[Start of Attachment]

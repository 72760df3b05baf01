//! Client-level error types shared across the authority, transport, and document operations.

// self
use crate::_prelude::*;

/// Crate-wide result type alias returning [`Error`] by default.
pub type Result<T, E = Error> = std::result::Result<T, E>;

type BoxError = Box<dyn std::error::Error + Send + Sync>;

/// Canonical client error exposed by public APIs.
#[derive(Debug, ThisError)]
pub enum Error {
	/// Credential persistence failure.
	#[error("{0}")]
	Storage(
		#[from]
		#[source]
		crate::store::StoreError,
	),
	/// Local configuration problem.
	#[error(transparent)]
	Config(#[from] ConfigError),
	/// Authentication lifecycle failure.
	#[error(transparent)]
	Auth(#[from] AuthError),
	/// Transport failure (DNS, TCP, TLS).
	#[error(transparent)]
	Transport(#[from] TransportError),
	/// Service response could not be decoded.
	#[error(transparent)]
	Decode(#[from] DecodeError),
	/// Service reported a vendor error for the request.
	#[error(transparent)]
	Api(#[from] ApiError),

	/// Upstream throttling persisted through every local retry.
	#[error("Rate limit persisted after {retries} retries.")]
	RateLimitExceeded {
		/// Number of retries performed before giving up.
		retries: u32,
		/// Body of the final throttled response, kept for diagnostics.
		last_body: String,
	},
	/// Pagination drain exceeded the caller-supplied page cap.
	#[error("Pagination exceeded the {max_pages} page cap.")]
	PaginationLimitExceeded {
		/// Page cap that was hit.
		max_pages: u32,
	},
}

/// Authentication lifecycle failures surfaced by the token authority.
#[derive(Debug, ThisError)]
pub enum AuthError {
	/// No usable credential exists and no refresh token is available.
	#[error("Credential has expired and no refresh token is available.")]
	Expired,
	/// The service rejected the refresh token; interactive re-authorization is required.
	#[error("Refresh token was rejected; re-run the interactive authorization flow.")]
	RefreshRejected,
	/// The token endpoint stayed unreachable through every bounded retry.
	#[error("Token endpoint was unreachable after {attempts} attempts.")]
	Unreachable {
		/// Number of exchange attempts made before giving up.
		attempts: u32,
	},
}

/// Vendor-reported error response, preserved verbatim for diagnostics.
#[derive(Clone, Debug, PartialEq, Eq, Serialize, Deserialize, ThisError)]
#[error("Service returned error {code} (HTTP {status}): {message}.")]
pub struct ApiError {
	/// HTTP status code of the response.
	pub status: u16,
	/// Vendor error code embedded in the response envelope.
	pub code: i64,
	/// Vendor-supplied message.
	pub message: String,
}

/// Configuration and validation failures raised by the client.
#[derive(Debug, ThisError)]
pub enum ConfigError {
	/// HTTP client could not be constructed.
	#[error("HTTP client could not be constructed.")]
	HttpClientBuild {
		/// Underlying transport builder failure.
		#[source]
		source: BoxError,
	},
	/// Service descriptor failed validation.
	#[error(transparent)]
	Descriptor(#[from] crate::service::ServiceDescriptorError),
	/// App identifier failed validation.
	#[error(transparent)]
	Identifier(#[from] crate::auth::IdentifierError),
	/// Credential builder validation failed.
	#[error("Unable to build credential.")]
	CredentialBuild(#[from] crate::auth::CredentialBuilderError),
	/// No redirect URI was configured for the interactive flow.
	#[error("No redirect URI is configured; call with_redirect_uri before authorizing.")]
	MissingRedirectUri,
	/// Token endpoint returned a non-positive lifetime.
	#[error("The expires_in value must be positive.")]
	NonPositiveExpiresIn,
	/// Token endpoint response omitted a required field.
	#[error("Token endpoint response is missing {field}.")]
	MissingTokenField {
		/// Name of the absent field.
		field: &'static str,
	},
	/// An endpoint path could not be joined onto the API base URL.
	#[error("Failed to join {path} onto the API base URL.")]
	InvalidApiPath {
		/// Relative path that failed to join.
		path: String,
		/// Underlying parsing failure.
		#[source]
		source: url::ParseError,
	},
}
impl ConfigError {
	/// Wraps a transport's builder failure inside [`ConfigError`].
	pub fn http_client_build(src: impl 'static + Send + Sync + std::error::Error) -> Self {
		Self::HttpClientBuild { source: Box::new(src) }
	}
}
#[cfg(feature = "reqwest")]
impl From<ReqwestError> for ConfigError {
	fn from(e: ReqwestError) -> Self {
		Self::http_client_build(e)
	}
}

/// Decoding failures for service responses.
#[derive(Debug, ThisError)]
pub enum DecodeError {
	/// Response body is not the JSON envelope the service documents.
	#[error("Service response contained malformed JSON.")]
	Envelope {
		/// Structured parsing failure with the offending path.
		#[source]
		source: serde_path_to_error::Error<serde_json::Error>,
		/// HTTP status code of the response.
		status: u16,
	},
	/// Envelope reported success but carried no data payload.
	#[error("Service response envelope is missing the data payload.")]
	MissingData {
		/// HTTP status code of the response.
		status: u16,
	},
}

/// Transport-level failures (network, IO).
#[derive(Debug, ThisError)]
pub enum TransportError {
	/// Underlying HTTP client reported a network failure.
	#[error("Network error occurred while calling the service.")]
	Network {
		/// Transport-specific network error.
		#[source]
		source: BoxError,
	},
	/// The request timed out; completion state is unknown and the call is never retried.
	#[error("Request timed out while calling the service.")]
	Timeout,
	/// Underlying IO failure surfaced during transport.
	#[error("I/O error occurred while calling the service.")]
	Io(#[from] std::io::Error),
}
impl TransportError {
	/// Wraps a transport-specific network error.
	pub fn network(src: impl 'static + Send + Sync + std::error::Error) -> Self {
		Self::Network { source: Box::new(src) }
	}
}
#[cfg(feature = "reqwest")]
impl From<ReqwestError> for TransportError {
	fn from(e: ReqwestError) -> Self {
		if e.is_timeout() { Self::Timeout } else { Self::network(e) }
	}
}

[End of Attachment]

Include the first line, the line containing "pub enum Error", and every line between them, copied exactly from the material above; output no other line.

(SOLUTION TO THE EXERCISE)
repository 72760df3b05baf01
//! Client-level error types shared across the authority, transport, and document operations.

// self
use crate::_prelude::*;

/// Crate-wide result type alias returning [`Error`] by default.
pub type Result<T, E = Error> = std::result::Result<T, E>;

type BoxError = Box<dyn std::error::Error + Send + Sync>;

/// Canonical client error exposed by public APIs.
#[derive(Debug, ThisError)]
pub enum Error {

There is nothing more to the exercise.